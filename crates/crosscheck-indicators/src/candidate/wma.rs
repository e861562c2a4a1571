//! Weighted Moving Average (WMA).
//!
//! Linear weights, oldest = 1 and newest = `period`. The weighted and plain
//! window sums are both rolled forward in O(1) per step:
//!
//! ```text
//! WS' = WS - S + period × P[new]
//! S'  = S - P[old] + P[new]
//! WMA = WS / (period × (period + 1) / 2)
//! ```
//!
//! # Example
//!
//! ```
//! use ta_crosscheck_indicators::candidate::wma::wma;
//!
//! let result = wma(&[10.0_f64, 11.0, 12.0, 13.0], 3).unwrap();
//! // (10×1 + 11×2 + 12×3) / 6
//! assert!((result[2] - 68.0 / 6.0).abs() < 1e-10);
//! ```

use crate::error::Result;
use crate::traits::{validate_indicator_input, SeriesElement};

/// Number of leading NaN values in the output.
#[inline]
#[must_use]
pub const fn wma_lookback(period: usize) -> usize {
    period.saturating_sub(1)
}

/// Computes the Weighted Moving Average.
///
/// # Errors
///
/// Returns an error if the period is zero or the data is shorter than the period.
pub fn wma<T: SeriesElement>(data: &[T], period: usize) -> Result<Vec<T>> {
    validate_indicator_input(data, period, "wma")?;

    let weight_sum = T::from_usize(period * (period + 1) / 2)?;
    let period_t = T::from_usize(period)?;
    let mut result = vec![T::nan(); data.len()];

    let mut weighted_sum = T::zero();
    let mut simple_sum = T::zero();
    for (i, &value) in data.iter().take(period).enumerate() {
        weighted_sum = weighted_sum + value * T::from_usize(i + 1)?;
        simple_sum = simple_sum + value;
    }
    result[period - 1] = weighted_sum / weight_sum;

    for i in period..data.len() {
        weighted_sum = weighted_sum - simple_sum + data[i] * period_t;
        simple_sum = simple_sum - data[i - period] + data[i];
        result[i] = weighted_sum / weight_sum;
    }

    Ok(result)
}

Work instruction: Count the lines in the entries where the string "data" appears, and report only the number.

Solution for this exercise: 8